Editorial | Rethink PetroCaribe Fund
Unless the Government silently reversed its policy, which, in this case, wouldn’t be a big deal since the initial plan was executed largely on the quiet, the PetroCaribe Development Fund (PCDF) no longer exists. Monies that used to flow to, and was managed by, the PCDF will now be deposited into the Consolidated Fund.
Given the magnitude and potential significance of this development, this newspaper is surprised at the relatively low-keyed manner with which it has been handled by Finance Minister Nigel Clarke and the quietude with which it has been greeted by other stakeholders, even after we raised the issue last July.
We, nonetheless, have concerns about the project. We don’t necessarily hold that the PetroCaribe Fund should have been maintained in its existing form but differ on what should have been done with its residual resources and any income earned thereof. It shouldn’t go to the Consolidated Fund, into which the Government can dip its hands at any time for any purpose it thinks fit.
The PCDF was established to manage the resources that flowed from ‘loans’ received from Venezuela under an oil-sale arrangement established by the late president, Hugo Chávez, and maintained by his successor, Nicolás Maduro, despite the opposition of some quarters of the Venezuelan polity.

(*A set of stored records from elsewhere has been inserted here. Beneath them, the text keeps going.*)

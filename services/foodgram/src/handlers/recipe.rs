use axum::{
    Json,
    extract::{OriginalUri, Path, State, rejection::JsonRejection},
    http::{StatusCode, header},
    response::IntoResponse,
};
use axum_extra::extract::{Query, QueryRejection};
use chrono::Utc;
use serde::Deserialize;

use foodgram_auth_types::identity::IdentityHeaders;
use foodgram_core::serde::deserialize_flag;
use foodgram_domain::pagination::PageRequest;

use crate::domain::types::IngredientAmount;
use crate::error::FoodgramError;
use crate::handlers::pagination::Paginated;
use crate::handlers::response::RecipeResponse;
use crate::handlers::{json_body, path_id, required};
use crate::state::AppState;
use crate::usecase::recipe::{
    CreateRecipeUseCase, DeleteRecipeUseCase, GetRecipeUseCase, ListRecipesUseCase, RecipeInput,
    RecipePatch, RecipeQuery, UpdateRecipeUseCase,
};
use crate::usecase::shopping_list::DownloadShoppingListUseCase;

// ── Request types ────────────────────────────────────────────────────────────

/// `tags` may repeat: `?tags=breakfast&tags=lunch`.
#[derive(Deserialize, Default)]
pub struct RecipeListQuery {
    pub page: Option<u32>,
    pub limit: Option<u32>,
    #[serde(default)]
    pub tags: Vec<String>,
    pub author: Option<i32>,
    #[serde(default, deserialize_with = "deserialize_flag")]
    pub is_favorited: Option<bool>,
    #[serde(default, deserialize_with = "deserialize_flag")]
    pub is_in_shopping_cart: Option<bool>,
}

#[derive(Deserialize)]
pub struct IngredientAmountRequest {
    pub id: i32,
    pub amount: i32,
}

impl From<IngredientAmountRequest> for IngredientAmount {
    fn from(line: IngredientAmountRequest) -> Self {
        Self {
            ingredient_id: line.id,
            amount: line.amount,
        }
    }
}

/// Body of create and update. Every field is optional here; each operation
/// decides what it requires.
#[derive(Deserialize)]
pub struct RecipeRequest {
    pub ingredients: Option<Vec<IngredientAmountRequest>>,
    pub tags: Option<Vec<i32>>,
    pub image: Option<String>,
    pub name: Option<String>,
    pub text: Option<String>,
    pub cooking_time: Option<i32>,
}

fn lines(ingredients: Option<Vec<IngredientAmountRequest>>) -> Option<Vec<IngredientAmount>> {
    ingredients.map(|lines| lines.into_iter().map(IngredientAmount::from).collect())
}

// ── GET /api/recipes ─────────────────────────────────────────────────────────

pub async fn list_recipes(
    identity: Option<IdentityHeaders>,
    State(state): State<AppState>,
    OriginalUri(uri): OriginalUri,
    query: Result<Query<RecipeListQuery>, QueryRejection>,
) -> Result<Json<Paginated<RecipeResponse>>, FoodgramError> {
    let Query(query) = query.map_err(|_| FoodgramError::InvalidQuery)?;
    let page = PageRequest::new(query.page, query.limit, state.page_size);
    let uc = ListRecipesUseCase {
        repo: state.recipe_repo(),
    };
    let recipes = uc
        .execute(
            identity.map(|i| i.user_id),
            RecipeQuery {
                tags: query.tags,
                author: query.author,
                is_favorited: query.is_favorited.unwrap_or(false),
                is_in_shopping_cart: query.is_in_shopping_cart.unwrap_or(false),
            },
            page,
        )
        .await?;
    let recipes = recipes.map(|view| RecipeResponse::new(view, &state));
    Ok(Json(Paginated::new(recipes, page, &state.public_url, &uri)))
}

// ── GET /api/recipes/{id} ────────────────────────────────────────────────────

pub async fn get_recipe(
    identity: Option<IdentityHeaders>,
    State(state): State<AppState>,
    Path(id): Path<String>,
) -> Result<Json<RecipeResponse>, FoodgramError> {
    let id = path_id(&id, FoodgramError::RecipeNotFound)?;
    let uc = GetRecipeUseCase {
        repo: state.recipe_repo(),
    };
    let view = uc.execute(identity.map(|i| i.user_id), id).await?;
    Ok(Json(RecipeResponse::new(view, &state)))
}

// ── POST /api/recipes ────────────────────────────────────────────────────────

pub async fn create_recipe(
    identity: IdentityHeaders,
    State(state): State<AppState>,
    body: Result<Json<RecipeRequest>, JsonRejection>,
) -> Result<(StatusCode, Json<RecipeResponse>), FoodgramError> {
    let body = json_body(body)?;
    let input = RecipeInput {
        ingredients: required("ingredients", lines(body.ingredients))?,
        tags: required("tags", body.tags)?,
        image: required("image", body.image)?,
        name: required("name", body.name)?,
        text: required("text", body.text)?,
        cooking_time: required("cooking_time", body.cooking_time)?,
    };
    let uc = CreateRecipeUseCase {
        users: state.user_repo(),
        recipes: state.recipe_repo(),
        tags: state.tag_repo(),
        ingredients: state.ingredient_repo(),
        images: state.image_store(),
    };
    let view = uc.execute(identity.user_id, input).await?;
    Ok((StatusCode::CREATED, Json(RecipeResponse::new(view, &state))))
}

// ── PATCH /api/recipes/{id} ──────────────────────────────────────────────────

pub async fn update_recipe(
    identity: IdentityHeaders,
    State(state): State<AppState>,
    Path(id): Path<String>,
    body: Result<Json<RecipeRequest>, JsonRejection>,
) -> Result<Json<RecipeResponse>, FoodgramError> {
    let id = path_id(&id, FoodgramError::RecipeNotFound)?;
    let body = json_body(body)?;
    let patch = RecipePatch {
        ingredients: lines(body.ingredients),
        tags: body.tags,
        image: body.image,
        name: body.name,
        text: body.text,
        cooking_time: body.cooking_time,
    };
    let uc = UpdateRecipeUseCase {
        recipes: state.recipe_repo(),
        tags: state.tag_repo(),
        ingredients: state.ingredient_repo(),
        images: state.image_store(),
    };
    let view = uc.execute(identity.user_id, id, patch).await?;
    Ok(Json(RecipeResponse::new(view, &state)))
}

// ── DELETE /api/recipes/{id} ─────────────────────────────────────────────────

pub async fn delete_recipe(
    identity: IdentityHeaders,
    State(state): State<AppState>,
    Path(id): Path<String>,
) -> Result<StatusCode, FoodgramError> {
    let id = path_id(&id, FoodgramError::RecipeNotFound)?;
    let uc = DeleteRecipeUseCase {
        recipes: state.recipe_repo(),
        images: state.image_store(),
    };
    uc.execute(identity.user_id, id).await?;
    Ok(StatusCode::NO_CONTENT)
}

// ── GET /api/recipes/download_shopping_cart ──────────────────────────────────

pub async fn download_shopping_cart(
    identity: IdentityHeaders,
    State(state): State<AppState>,
) -> Result<impl IntoResponse, FoodgramError> {
    let uc = DownloadShoppingListUseCase {
        repo: state.shopping_list_repo(),
    };
    let text = uc
        .execute(identity.user_id, Utc::now().date_naive())
        .await?;
    Ok((
        [
            (header::CONTENT_TYPE, "text/plain; charset=utf-8"),
            (
                header::CONTENT_DISPOSITION,
                "attachment; filename=\"shopping_cart.txt\"",
            ),
        ],
        text,
    ))
}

In this arrangement, depending on the price of oil, Jamaica and other Caribbean and Central American countries that benefited from the scheme were allowed to defer payment for up to 50 per cent of the oil they bought from Caracas. At one point, the rebate was as much as 60 per cent.
The outstanding amounts were converted to loans for up to 25 years, at interest of between one and two per cent, once the ‘savings’ were invested in development projects, including renewable energy, such as financing, as we observed recently, the Wigton Windfarm.
At the peak of its operation, these flows reached as high as US$3 billion, most of which was paid down when, in the face of its fiscal crisis, Caracas sold the debt to Jamaica at less than half of the face value. That was a major contributor to Kingston’s lowering of its steepling debt-to-gross domestic product ratio.
Because of Venezuela’s inability to supply crude, the island’s obligation to Caracas is around US$150 million, and at the time of its closure, the PCDF had more than US$1.6 billion under management, including funds loaned to several Government agencies to finance their projects.
The fund has performed so well that, as Dr Clarke revealed in his Budget presentation last month, the Government, in the last fiscal year, tapped the PCDF for J$20 billion in dividends, which it used to finance infrastructure projects.
Even if the minister didn’t announce that, it would have been eventually revealed by the transparency ensured in the annual reports of such independent agencies, especially when they are well run, as Dr Clarke said the PCDF was.
A SOVEREIGN WEALTH FUND
It may be that the halt in supply of oil from Venezuela and Jamaica’s buy-back of the debt meant that the PCDF was no longer as efficacious in its current form. That, however, doesn’t mean that the concept, or something akin to it, is irrelevant.
As we suggested eight months ago, rather than having the PetroCaribe money commingling with the general revenue, the PCDF should have been transformed into a sovereign wealth fund, seeding the PCDF’s residual capital and interest inflows, with mechanisms to prevent a finance minister’s unrestrained access to the cash. Unfettered access was the bane of the Capital Development Fund and why there is little to show for the US$4 billion to it from the bauxite levy.
Future levy earnings, as well as a portion of taxes and royalties from other extractive and polluting industries, should go to this fund to invest in economically self-sustainable sectors to compensate for when these finite resources are no longer viable and to repair the environmental damage they leave.